We have a few weaknesses to consider here. First, the transaction process between the Kings and its advertisers allowed David to play too large of a role. Sure, fabricating invoices and forging signatures was an abuse of that role, but remember — David never should have had that much authority in the first place, even if his “amended” agreements were entirely legitimate.

For example, the original contract with Golden 1 called for an initial payment of $6 million, and the original with Kaiser called for $2.8 million. Then David comes back asking for adjusted payments of $9 million and $4.4 million, respectively. 

Those were material changes to the payment terms. Any time Party A wants to make a material change to payment, the Party B should get independent, secondary authorization from another executive at the first party — ideally in person, perhaps over the phone or something. Otherwise you run the risk of fabricated documents, which is what happened here. 

Second, we had a failure of due diligence about the true beneficial owner of the bank account for the amended payments. Yes, “Sacramento Sports Partners” sounds like it could be related to the Sacramento Kings, but that’s Fraud 101: create a bogus account that sounds quite similar to a real account, and hope that nobody notices. That’s precisely what Jho Low did for years with his 1MDB fraud, as richly recounted in Billion-Dollar Whale. Same here. 

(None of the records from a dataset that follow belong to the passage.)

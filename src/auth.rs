use crate::error::ApiError;
use crate::models::{AuthResponse, LoginCredentials, PublicUser, RegisterCredentials, User};
use anyhow::{anyhow, Result};
use bcrypt::{hash, verify, DEFAULT_COST};
use chrono::{Duration, Utc};
use jsonwebtoken::{decode, encode, DecodingKey, EncodingKey, Header, Validation};
use log::{error, info};
use serde::{Deserialize, Serialize};
use sqlx::SqlitePool;

const TOKEN_LIFETIME_HOURS: i64 = 24;

#[derive(Debug, Serialize, Deserialize)]
struct Claims {
    sub: i64, // user id
    exp: i64, // expiration timestamp
}

pub struct AuthService {
    pool: SqlitePool,
    jwt_secret: String,
    hash_cost: u32,
}

impl AuthService {
    pub fn new(pool: SqlitePool, jwt_secret: impl Into<String>) -> Self {
        Self {
            pool,
            jwt_secret: jwt_secret.into(),
            hash_cost: DEFAULT_COST,
        }
    }

    /// Lower bcrypt cost, for tests.
    pub fn with_hash_cost(mut self, cost: u32) -> Self {
        self.hash_cost = cost;
        self
    }

    pub async fn register(&self, creds: RegisterCredentials) -> Result<PublicUser, ApiError> {
        if creds.name.trim().is_empty() || creds.email.trim().is_empty() || creds.password.is_empty() {
            return Err(ApiError::validation("Please fill all fields."));
        }

        let existing_user = sqlx::query_scalar::<_, i64>("SELECT id FROM users WHERE email = ?")
            .bind(&creds.email)
            .fetch_optional(&self.pool)
            .await
            .map_err(ApiError::storage("Failed to check existing user"))?;

        if existing_user.is_some() {
            error!("User with email {} already exists", creds.email);
            return Err(ApiError::validation("Email already exists."));
        }

        let hashed_password = hash(creds.password.as_bytes(), self.hash_cost).map_err(|e| {
            error!("Password hashing failed: {}", e);
            ApiError::Internal("Could not process password.")
        })?;

        info!("Creating new user with email: {}", creds.email);
        let user = sqlx::query_as::<_, User>(
            r#"
            INSERT INTO users (name, email, password, role)
            VALUES (?, ?, ?, ?)
            RETURNING id, name, email, password, role, created_at
            "#,
        )
        .bind(creds.name.trim())
        .bind(creds.email.trim())
        .bind(hashed_password)
        .bind(creds.role.unwrap_or_default())
        .fetch_one(&self.pool)
        .await
        .map_err(ApiError::storage("Failed to register user"))?;

        info!("User registered successfully: {}", user.email);
        Ok(user.into())
    }

    pub async fn login(&self, creds: LoginCredentials) -> Result<AuthResponse, ApiError> {
        info!("Attempting login for user: {}", creds.email);
        let invalid = || ApiError::Unauthorized("Invalid email or password.".to_string());

        let user = sqlx::query_as::<_, User>(
            "SELECT id, name, email, password, role, created_at FROM users WHERE email = ?",
        )
        .bind(&creds.email)
        .fetch_optional(&self.pool)
        .await
        .map_err(ApiError::storage("Failed to look up user"))?
        .ok_or_else(|| {
            error!("User not found: {}", creds.email);
            invalid()
        })?;

        // An unreadable stored hash counts as a failed login.
        if !verify(creds.password.as_bytes(), &user.password).unwrap_or(false) {
            error!("Invalid password for user: {}", creds.email);
            return Err(invalid());
        }

        let token = self.create_token(&user).map_err(|e| {
            error!("Failed to issue token for {}: {}", user.email, e);
            ApiError::Unauthorized("Could not issue token.".to_string())
        })?;
        info!("User logged in successfully: {}", user.email);
        Ok(AuthResponse {
            message: "Login successful.".to_string(),
            user: user.into(),
            token,
        })
    }

    pub async fn validate_token(&self, token: &str) -> Result<User> {
        let claims = decode::<Claims>(
            token,
            &DecodingKey::from_secret(self.jwt_secret.as_bytes()),
            &Validation::default(),
        )?
        .claims;

        let user = sqlx::query_as::<_, User>(
            "SELECT id, name, email, password, role, created_at FROM users WHERE id = ?",
        )
        .bind(claims.sub)
        .fetch_optional(&self.pool)
        .await?
        .ok_or_else(|| anyhow!("User not found"))?;

        Ok(user)
    }

    fn create_token(&self, user: &User) -> Result<String> {
        let expiration = Utc::now()
            .checked_add_signed(Duration::hours(TOKEN_LIFETIME_HOURS))
            .ok_or_else(|| anyhow!("token expiry out of range"))?
            .timestamp();

        let claims = Claims {
            sub: user.id,
            exp: expiration,
        };

        let token = encode(
            &Header::default(),
            &claims,
            &EncodingKey::from_secret(self.jwt_secret.as_bytes()),
        )?;

        Ok(token)
    }
}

Third and most fundamental, however: hire senior executives wisely. Monitor their work performance. Occasionally audit the files and work product they create on company equipment. The Kings discovered the fraud when they discovered a file David left behind after getting laid off, after all. 

The Kings should have been able to find such evidence earlier — except, that would require a certain permanent skepticism on the team’s part. Which people often don’t want to impose upon senior executives, you’d typically want to trust. 

Ain’t it sad how that trust can go awry.